[Collected data]
^^^^^^^^^^^^^^^^

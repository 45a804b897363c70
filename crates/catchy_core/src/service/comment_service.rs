//! Task comment use-case service.

use crate::model::comment::TaskComment;
use crate::model::user::UserContext;
use crate::repo::comment_repo::{CommentAuthor, CommentRepository};
use crate::service::{ServiceError, ServiceResult};
use log::info;

pub struct CommentService<C> {
    comments: C,
}

impl<C: CommentRepository> CommentService<C> {
    pub fn new(comments: C) -> Self {
        Self { comments }
    }

    /// Adds a comment authored by `user` to one of the user's own tasks.
    pub fn add_comment(
        &self,
        user: &UserContext,
        project_id: &str,
        task_id: &str,
        text: &str,
    ) -> ServiceResult<TaskComment> {
        let user_name = user.author_name();
        let author = CommentAuthor {
            user_id: &user.user_id,
            user_name: &user_name,
        };
        let comment_id =
            self.comments
                .add_comment(&user.user_id, project_id, task_id, &author, text)?;
        info!("event=comment_add module=service status=ok task_id={task_id} comment_id={comment_id}");

        self.comments
            .list_comments(&user.user_id, project_id, task_id)?
            .into_iter()
            .find(|comment| comment.id == comment_id)
            .ok_or(ServiceError::InconsistentState(
                "created comment not found in read-back",
            ))
    }

    /// Lists a task's comments, newest first.
    pub fn list_comments(
        &self,
        user: &UserContext,
        project_id: &str,
        task_id: &str,
    ) -> ServiceResult<Vec<TaskComment>> {
        Ok(self
            .comments
            .list_comments(&user.user_id, project_id, task_id)?)
    }
}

^^^^^^^^^^^^^^^^

## Brief
If a line of the records holds the word "CommentRepository", count it; report only the total.

## Output
2